Introduction: Despite the majority of these infections being viral, a high percentage are regarded as bacterial infection by physicians and treated unnecessarily with antibiotics. We aimed to compare changes in patient-physician behaviors and therapeutic approaches and costs with use of Upper Respiratory Tract Infections (URTI) algorithms in primary care.
Material and Methods: This study is a randomized, controlled clinical field study, which was performed with the participation of 34 volunteer family physicians that were, later, divided into 2 groups as algorithm group and control group, with respect to their family center. Both groups were asked to fill surveys that were designed specifically for each group. Differences in therapeutic approaches and treatment costs were compared for both algorithm using and not using physician’s groups. At the end of the study, participant physicians were asked to answer a 12-question survey to assess their therapeutic approach to URTI.

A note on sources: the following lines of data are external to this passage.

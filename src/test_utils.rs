//! Test utilities for building module fixtures and scratch output directories.
//!
//! This module is only compiled for tests and with the `test-utils` feature.

use std::fs;
use std::path::{Path, PathBuf};
use tempfile::TempDir;

use crate::registry::{Dispatch, MethodDef, ModuleInfo, Param, TypeDef, Visibility};

/// Builder for a `ModuleInfo` fixture.
pub struct ModuleBuilder {
    module: ModuleInfo,
}

impl ModuleBuilder {
    pub fn new(name: &str) -> Self {
        Self {
            module: ModuleInfo {
                name: name.to_string(),
                types: Vec::new(),
            },
        }
    }

    /// Append a type, keeping insertion order as module order.
    pub fn with_type(mut self, ty: TypeBuilder) -> Self {
        self.module.types.push(ty.build());
        self
    }

    /// Finish the module.
    ///
    /// Panics if the fixture would be rejected by manifest validation.
    pub fn build(self) -> ModuleInfo {
        self.module
            .validate()
            .expect("fixture module should be valid");
        self.module
    }
}

/// Builder for a single `TypeDef`.
pub struct TypeBuilder {
    ty: TypeDef,
}

impl TypeBuilder {
    pub fn new(name: &str) -> Self {
        Self {
            ty: TypeDef {
                name: name.to_string(),
                namespace: None,
                base: None,
                compiler_generated: false,
                methods: Vec::new(),
            },
        }
    }

    pub fn namespace(mut self, namespace: &str) -> Self {
        self.ty.namespace = Some(namespace.to_string());
        self
    }

    pub fn base(mut self, base: &str) -> Self {
        self.ty.base = Some(base.to_string());
        self
    }

    pub fn compiler_generated(mut self) -> Self {
        self.ty.compiler_generated = true;
        self
    }

    /// Add an instance method without parameters.
    pub fn method(mut self, name: &str, visibility: Visibility, dispatch: Dispatch) -> Self {
        self.ty.methods.push(MethodDef {
            name: name.to_string(),
            visibility,
            is_static: false,
            dispatch,
            is_abstract: false,
            is_constructor: false,
            params: Vec::new(),
        });
        self
    }

    /// Add a non-virtual instance method with `(name, type)` parameters.
    pub fn method_with_params(
        mut self,
        name: &str,
        visibility: Visibility,
        params: &[(&str, &str)],
    ) -> Self {
        self.ty.methods.push(MethodDef {
            name: name.to_string(),
            visibility,
            is_static: false,
            dispatch: Dispatch::Final,
            is_abstract: false,
            is_constructor: false,
            params: params
                .iter()
                .map(|(name, type_name)| Param {
                    name: name.to_string(),
                    type_name: type_name.to_string(),
                })
                .collect(),
        });
        self
    }

    pub fn static_method(mut self, name: &str, visibility: Visibility) -> Self {
        self.ty.methods.push(MethodDef {
            name: name.to_string(),
            visibility,
            is_static: true,
            dispatch: Dispatch::Final,
            is_abstract: false,
            is_constructor: false,
            params: Vec::new(),
        });
        self
    }

    pub fn abstract_method(mut self, name: &str, visibility: Visibility) -> Self {
        self.ty.methods.push(MethodDef {
            name: name.to_string(),
            visibility,
            is_static: false,
            dispatch: Dispatch::Virtual,
            is_abstract: true,
            is_constructor: false,
            params: Vec::new(),
        });
        self
    }

    pub fn build(self) -> TypeDef {
        self.ty
    }
}

/// A temporary directory for manifests and output files.
///
/// The directory is automatically cleaned up when dropped.
pub struct TestWorkspace {
    dir: TempDir,
}

impl TestWorkspace {
    pub fn new() -> Self {
        let dir = TempDir::new().expect("Failed to create temp dir");
        Self { dir }
    }

    pub fn path(&self) -> &Path {
        self.dir.path()
    }

    /// Serialize `module` as a JSON manifest named `file_name`.
    pub fn write_manifest(&self, file_name: &str, module: &ModuleInfo) -> PathBuf {
        let json = serde_json::to_string_pretty(module).expect("Failed to serialize manifest");
        self.add_file(file_name, &json)
    }

    /// Write a file, creating parent directories as needed.
    pub fn add_file(&self, path: &str, content: &str) -> PathBuf {
        let full_path = self.dir.path().join(path);
        if let Some(parent) = full_path.parent() {
            fs::create_dir_all(parent).expect("Failed to create parent dirs");
        }
        fs::write(&full_path, content).expect("Failed to write file");
        full_path
    }

    /// Contents of `path` relative to the workspace, or `None` when missing.
    pub fn read(&self, path: &str) -> Option<String> {
        fs::read_to_string(self.dir.path().join(path)).ok()
    }
}

impl Default for TestWorkspace {
    fn default() -> Self {
        Self::new()
    }
}

/// The two-type module used by end-to-end scenarios.
pub fn alpha_beta_module() -> ModuleInfo {
    ModuleBuilder::new("greek")
        .with_type(
            TypeBuilder::new("Alpha")
                .method("Describe", Visibility::Public, Dispatch::Virtual)
                .method("Validate", Visibility::Private, Dispatch::Final)
                .static_method("Create", Visibility::Public),
        )
        .with_type(TypeBuilder::new("<Alpha>d__1").compiler_generated())
        .with_type(
            TypeBuilder::new("Beta")
                .base("Alpha")
                .method("Describe", Visibility::Public, Dispatch::Override)
                .method("Reset", Visibility::Protected, Dispatch::Final),
        )
        .build()
}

Results: A total of 460 patients were included to study. When antibiotic prescribing rates were compared between the groups, significantly fewer antibiotics were prescribed in the algorithm group. Modelling experiments for all cases revealed that group itself and presence of a sore throat, cough and fever were effective variables for antibiotic prescribing. Modelling was performed separately to determine how algorithm affects decision making. Prescription fees are significantly higher in the antibiotics using group.
Conclusion: Although there are guidelines in the primary care practice, this behavioural change after a single training suggests that more training are necessary and application of record-based algorithm systems is required.